Saved data entries:
────

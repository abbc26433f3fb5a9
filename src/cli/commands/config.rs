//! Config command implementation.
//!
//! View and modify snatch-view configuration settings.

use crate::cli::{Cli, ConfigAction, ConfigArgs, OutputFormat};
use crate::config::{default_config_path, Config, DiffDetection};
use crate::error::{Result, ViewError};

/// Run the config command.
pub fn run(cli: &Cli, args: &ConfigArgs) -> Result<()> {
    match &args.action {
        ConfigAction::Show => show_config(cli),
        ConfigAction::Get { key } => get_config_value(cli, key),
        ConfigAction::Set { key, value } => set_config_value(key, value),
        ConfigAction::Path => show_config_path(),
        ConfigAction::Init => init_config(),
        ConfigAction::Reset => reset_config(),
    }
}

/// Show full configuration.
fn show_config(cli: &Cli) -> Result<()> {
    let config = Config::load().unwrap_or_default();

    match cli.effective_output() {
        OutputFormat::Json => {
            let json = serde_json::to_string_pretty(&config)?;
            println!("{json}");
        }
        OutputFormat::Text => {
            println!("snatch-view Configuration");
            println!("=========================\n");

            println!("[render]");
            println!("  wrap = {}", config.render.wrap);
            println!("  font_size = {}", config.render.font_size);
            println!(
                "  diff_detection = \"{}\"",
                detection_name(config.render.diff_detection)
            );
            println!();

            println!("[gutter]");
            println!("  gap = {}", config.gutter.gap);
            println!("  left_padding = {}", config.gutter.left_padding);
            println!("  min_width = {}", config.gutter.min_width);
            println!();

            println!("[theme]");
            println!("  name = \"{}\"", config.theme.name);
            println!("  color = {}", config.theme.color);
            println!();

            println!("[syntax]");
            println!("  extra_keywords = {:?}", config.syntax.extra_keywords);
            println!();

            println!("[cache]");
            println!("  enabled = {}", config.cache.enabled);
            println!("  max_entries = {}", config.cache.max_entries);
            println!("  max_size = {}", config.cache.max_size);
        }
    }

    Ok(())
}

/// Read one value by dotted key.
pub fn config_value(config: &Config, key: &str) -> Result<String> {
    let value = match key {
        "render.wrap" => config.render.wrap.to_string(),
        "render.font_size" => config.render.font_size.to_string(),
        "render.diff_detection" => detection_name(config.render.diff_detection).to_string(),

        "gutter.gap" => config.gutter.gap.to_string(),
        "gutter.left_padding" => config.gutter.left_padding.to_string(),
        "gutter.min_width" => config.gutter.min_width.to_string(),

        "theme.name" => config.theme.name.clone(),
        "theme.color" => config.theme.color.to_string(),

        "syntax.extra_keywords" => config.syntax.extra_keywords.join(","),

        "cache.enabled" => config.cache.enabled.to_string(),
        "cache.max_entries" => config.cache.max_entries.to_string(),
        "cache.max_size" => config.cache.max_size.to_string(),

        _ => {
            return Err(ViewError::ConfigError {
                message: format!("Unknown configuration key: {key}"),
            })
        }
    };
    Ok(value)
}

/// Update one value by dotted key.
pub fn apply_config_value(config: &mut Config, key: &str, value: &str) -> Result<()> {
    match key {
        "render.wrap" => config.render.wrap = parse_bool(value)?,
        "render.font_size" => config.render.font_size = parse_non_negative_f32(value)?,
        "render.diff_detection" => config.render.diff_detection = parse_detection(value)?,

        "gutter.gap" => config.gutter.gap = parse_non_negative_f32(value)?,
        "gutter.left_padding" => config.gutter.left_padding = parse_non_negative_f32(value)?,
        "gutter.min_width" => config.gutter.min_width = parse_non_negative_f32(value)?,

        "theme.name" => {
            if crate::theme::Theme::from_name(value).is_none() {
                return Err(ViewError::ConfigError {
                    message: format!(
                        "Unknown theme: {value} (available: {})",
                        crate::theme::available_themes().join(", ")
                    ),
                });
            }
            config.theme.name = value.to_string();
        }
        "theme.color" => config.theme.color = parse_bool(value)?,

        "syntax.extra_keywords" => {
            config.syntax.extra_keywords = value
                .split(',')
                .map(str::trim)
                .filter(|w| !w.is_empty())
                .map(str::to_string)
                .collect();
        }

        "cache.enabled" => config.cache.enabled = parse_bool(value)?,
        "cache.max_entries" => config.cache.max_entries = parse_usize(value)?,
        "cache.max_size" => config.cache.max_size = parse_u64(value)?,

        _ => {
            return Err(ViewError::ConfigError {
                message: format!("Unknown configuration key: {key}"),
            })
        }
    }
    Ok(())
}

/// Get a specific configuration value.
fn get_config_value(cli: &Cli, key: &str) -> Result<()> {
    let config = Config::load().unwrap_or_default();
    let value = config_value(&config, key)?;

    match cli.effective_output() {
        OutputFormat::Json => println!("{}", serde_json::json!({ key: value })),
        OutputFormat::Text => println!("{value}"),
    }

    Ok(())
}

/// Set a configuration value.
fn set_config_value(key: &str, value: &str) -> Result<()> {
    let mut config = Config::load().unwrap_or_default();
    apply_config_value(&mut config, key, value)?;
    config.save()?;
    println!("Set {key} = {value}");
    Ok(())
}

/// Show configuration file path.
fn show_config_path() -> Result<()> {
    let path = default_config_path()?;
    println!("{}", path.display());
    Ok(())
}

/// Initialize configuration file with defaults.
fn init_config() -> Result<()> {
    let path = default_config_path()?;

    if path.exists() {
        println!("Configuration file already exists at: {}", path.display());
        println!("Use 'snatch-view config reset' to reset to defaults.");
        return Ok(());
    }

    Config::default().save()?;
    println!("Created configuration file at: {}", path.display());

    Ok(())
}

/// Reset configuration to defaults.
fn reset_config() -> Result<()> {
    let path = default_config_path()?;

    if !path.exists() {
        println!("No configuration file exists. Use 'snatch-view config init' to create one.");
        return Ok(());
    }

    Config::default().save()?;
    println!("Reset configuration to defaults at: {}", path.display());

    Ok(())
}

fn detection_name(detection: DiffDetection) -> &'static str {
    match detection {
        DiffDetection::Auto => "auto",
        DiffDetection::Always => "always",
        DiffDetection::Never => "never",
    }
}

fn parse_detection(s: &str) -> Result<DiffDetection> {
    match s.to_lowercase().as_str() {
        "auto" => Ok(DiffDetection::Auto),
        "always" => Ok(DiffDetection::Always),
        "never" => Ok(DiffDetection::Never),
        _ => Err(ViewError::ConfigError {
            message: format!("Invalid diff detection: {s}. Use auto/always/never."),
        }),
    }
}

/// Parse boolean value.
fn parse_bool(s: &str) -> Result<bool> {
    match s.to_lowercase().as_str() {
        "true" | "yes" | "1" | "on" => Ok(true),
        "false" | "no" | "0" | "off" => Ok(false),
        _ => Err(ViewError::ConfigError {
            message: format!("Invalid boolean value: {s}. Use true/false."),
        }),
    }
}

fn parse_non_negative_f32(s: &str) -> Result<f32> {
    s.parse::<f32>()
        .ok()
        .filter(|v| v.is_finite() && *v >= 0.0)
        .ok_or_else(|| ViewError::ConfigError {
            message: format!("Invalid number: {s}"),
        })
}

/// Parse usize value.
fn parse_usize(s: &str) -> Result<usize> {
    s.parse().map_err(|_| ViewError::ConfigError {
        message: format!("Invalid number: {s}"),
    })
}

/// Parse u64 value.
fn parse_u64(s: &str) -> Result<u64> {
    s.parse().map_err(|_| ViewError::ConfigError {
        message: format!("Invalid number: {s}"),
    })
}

────

• _WHAT NEEDS TO BE DONE_
Working from the entries above, return all lines that contain "false".

• _THE COMPLETED TASK_
        "false" | "no" | "0" | "off" => Ok(false),
            message: format!("Invalid boolean value: {s}. Use true/false."),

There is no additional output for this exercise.